Adiponectin-synthesis-promoting compounds possess therapeutic potential to treat diverse metabolic diseases, including obesity and diabetes. Phenotypic screening to find adiponectin-synthesis-promoting compounds was performed using the adipogenesis model of human bone marrow mesenchymal stem cells. The extract of the endolichenic fungus Daldinia childiae 047215 significantly promoted adiponectin production. Bioactivity-guided isolation led to 13 active polyketides (1-13), which include naphthol monomers, dimers, and trimers.
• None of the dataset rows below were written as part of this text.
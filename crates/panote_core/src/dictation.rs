//! Speech-to-text adapter seam.
//!
//! # Responsibility
//! - Define the engine contract for platform dictation capabilities.
//! - Carry one dictation session's result over a one-shot channel.
//!
//! # Invariants
//! - A `Transcription` yields at most one terminal outcome.
//! - Dropping the sink without finishing closes the session with neither
//!   a transcript nor an error.

use std::error::Error;
use std::fmt::{Display, Formatter};
use std::sync::mpsc::{self, Receiver, Sender, TryRecvError};

/// Failure modes of the platform dictation capability.
#[derive(Debug, Clone, PartialEq, Eq)]
pub enum DictationError {
    /// The platform has no speech recognition capability.
    Unavailable,
    /// Recognition started but failed mid-session.
    Failed(String),
}

impl Display for DictationError {
    fn fmt(&self, f: &mut Formatter<'_>) -> std::fmt::Result {
        match self {
            Self::Unavailable => write!(f, "speech recognition is not available on this platform"),
            Self::Failed(reason) => write!(f, "speech recognition failed: {reason}"),
        }
    }
}

impl Error for DictationError {}

/// Platform speech-to-text capability, single-utterance mode.
///
/// `start` either rejects up front (capability missing) or hands back the
/// receiving end of one dictation session.
pub trait DictationEngine {
    fn start(&mut self) -> Result<Transcription, DictationError>;
}

/// Observed state of an in-flight dictation session.
#[derive(Debug, Clone, PartialEq, Eq)]
pub enum TranscriptionStatus {
    /// No terminal event yet.
    Pending,
    /// The single final transcript was produced.
    Done(String),
    /// The session failed; no transcript will arrive.
    Failed(DictationError),
    /// The session ended without recognizing anything.
    Closed,
}

/// Receiving end of one dictation session.
#[derive(Debug)]
pub struct Transcription {
    rx: Receiver<Result<String, DictationError>>,
}

impl Transcription {
    /// Non-blocking poll for the session outcome.
    pub fn poll(&self) -> TranscriptionStatus {
        match self.rx.try_recv() {
            Ok(Ok(transcript)) => TranscriptionStatus::Done(transcript),
            Ok(Err(error)) => TranscriptionStatus::Failed(error),
            Err(TryRecvError::Empty) => TranscriptionStatus::Pending,
            Err(TryRecvError::Disconnected) => TranscriptionStatus::Closed,
        }
    }
}

/// Producing end handed to engine implementations.
///
/// The completion methods consume the sink, enforcing the single-result
/// contract at the type level.
#[derive(Debug)]
pub struct TranscriptionSink {
    tx: Sender<Result<String, DictationError>>,
}

impl TranscriptionSink {
    /// Completes the session with the final transcript.
    pub fn finish(self, transcript: impl Into<String>) {
        let _ = self.tx.send(Ok(transcript.into()));
    }

    /// Completes the session with a mid-session failure.
    pub fn fail(self, error: DictationError) {
        let _ = self.tx.send(Err(error));
    }
}

/// Creates the two ends of one dictation session.
pub fn transcription_channel() -> (TranscriptionSink, Transcription) {
    let (tx, rx) = mpsc::channel();
    (TranscriptionSink { tx }, Transcription { rx })
}

#[cfg(test)]
mod tests {
    use super::{transcription_channel, DictationError, TranscriptionStatus};

    #[test]
    fn poll_is_pending_until_the_sink_finishes() {
        let (sink, transcription) = transcription_channel();
        assert_eq!(transcription.poll(), TranscriptionStatus::Pending);

        sink.finish("hello");
        assert_eq!(
            transcription.poll(),
            TranscriptionStatus::Done("hello".to_string())
        );
    }

    #[test]
    fn poll_surfaces_session_failure() {
        let (sink, transcription) = transcription_channel();
        sink.fail(DictationError::Failed("microphone".to_string()));

        assert_eq!(
            transcription.poll(),
            TranscriptionStatus::Failed(DictationError::Failed("microphone".to_string()))
        );
    }

    #[test]
    fn dropped_sink_closes_the_session_without_result() {
        let (sink, transcription) = transcription_channel();
        drop(sink);
        assert_eq!(transcription.poll(), TranscriptionStatus::Closed);
    }
}
//! Note collection contract and the in-memory implementation.
//!
//! # Responsibility
//! - Own the authoritative note list and id assignment.
//! - Keep collection storage details behind a use-case oriented trait.
//!
//! # Invariants
//! - Every stored note has a unique id.
//! - Ids are assigned as `max(existing) + 1`, or `1` for an empty
//!   collection. Safe only because there is exactly one writer.
//! - Insertion order is preserved for display stability.

use crate::model::note::{Note, NoteId};
use chrono::{DateTime, Utc};

/// Storage interface for the note collection.
///
/// Callers hand in already-validated, trimmed fields; repositories never
/// re-validate.
pub trait NoteRepository {
    /// Appends a new note, assigning the next id.
    fn insert(&mut self, title: String, content: String, created_at: DateTime<Utc>) -> Note;
    /// Replaces title/content of the note with `id` in place, preserving
    /// `created_at` and list position. Returns `None` when absent.
    fn replace(&mut self, id: NoteId, title: String, content: String) -> Option<Note>;
    /// Removes the note with `id`. Returns whether a note was removed.
    fn remove(&mut self, id: NoteId) -> bool;
    /// Removes every note, returning how many were dropped.
    fn clear(&mut self) -> usize;
    /// Looks up one note by id.
    fn get(&self, id: NoteId) -> Option<&Note>;
    /// All notes in insertion order.
    fn list(&self) -> &[Note];
}

/// Vec-backed single-writer note collection.
#[derive(Debug, Default)]
pub struct MemoryNoteRepository {
    notes: Vec<Note>,
}

impl MemoryNoteRepository {
    pub fn new() -> Self {
        Self::default()
    }

    /// Collection pre-populated with already-committed notes.
    ///
    /// Id assignment derives from the maximum id present, so seeded ids
    /// are never handed out again. Callers keep seeded ids unique.
    pub fn with_notes(notes: Vec<Note>) -> Self {
        Self { notes }
    }

    fn next_id(&self) -> NoteId {
        self.notes
            .iter()
            .map(|note| note.id)
            .max()
            .map_or(1, |id| id + 1)
    }
}

impl NoteRepository for MemoryNoteRepository {
    fn insert(&mut self, title: String, content: String, created_at: DateTime<Utc>) -> Note {
        let note = Note {
            id: self.next_id(),
            title,
            content,
            created_at,
        };
        self.notes.push(note.clone());
        note
    }

    fn replace(&mut self, id: NoteId, title: String, content: String) -> Option<Note> {
        let note = self.notes.iter_mut().find(|note| note.id == id)?;
        note.title = title;
        note.content = content;
        Some(note.clone())
    }

    fn remove(&mut self, id: NoteId) -> bool {
        let before = self.notes.len();
        self.notes.retain(|note| note.id != id);
        self.notes.len() != before
    }

    fn clear(&mut self) -> usize {
        let dropped = self.notes.len();
        self.notes.clear();
        dropped
    }

    fn get(&self, id: NoteId) -> Option<&Note> {
        self.notes.iter().find(|note| note.id == id)
    }

    fn list(&self) -> &[Note] {
        &self.notes
    }
}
To the best of our knowledge, trimers of naphthol (1-4) have not been previously isolated as either natural or synthetic products. The novel naphthol trimer 3,1 ',3 ',3 ''-ternaphthalene-5,5 ',5 ''-trimethoxy-4,4 ',4 ''-triol (2) and a dimer, nodulisporin A (12), exhibited concentration-dependent adiponectin-synthesis-promoting activity (EC50 30.8 and 15.2 mu M, respectively). Compounds 2 and 12 bound to all three peroxisome proliferator-activated receptor (PPAR) subtypes, PPAR alpha, PPAR gamma, and PPAR delta. In addition, compound 2 transactivated retinoid X receptor alpha, whereas 12 did not. Naphthol oligomers 2 and 12 represent novel pan-PPAR modulators and are potential pharmacophores for designing new therapeutic agents against hypoadiponectinemia-associated metabolic diseases.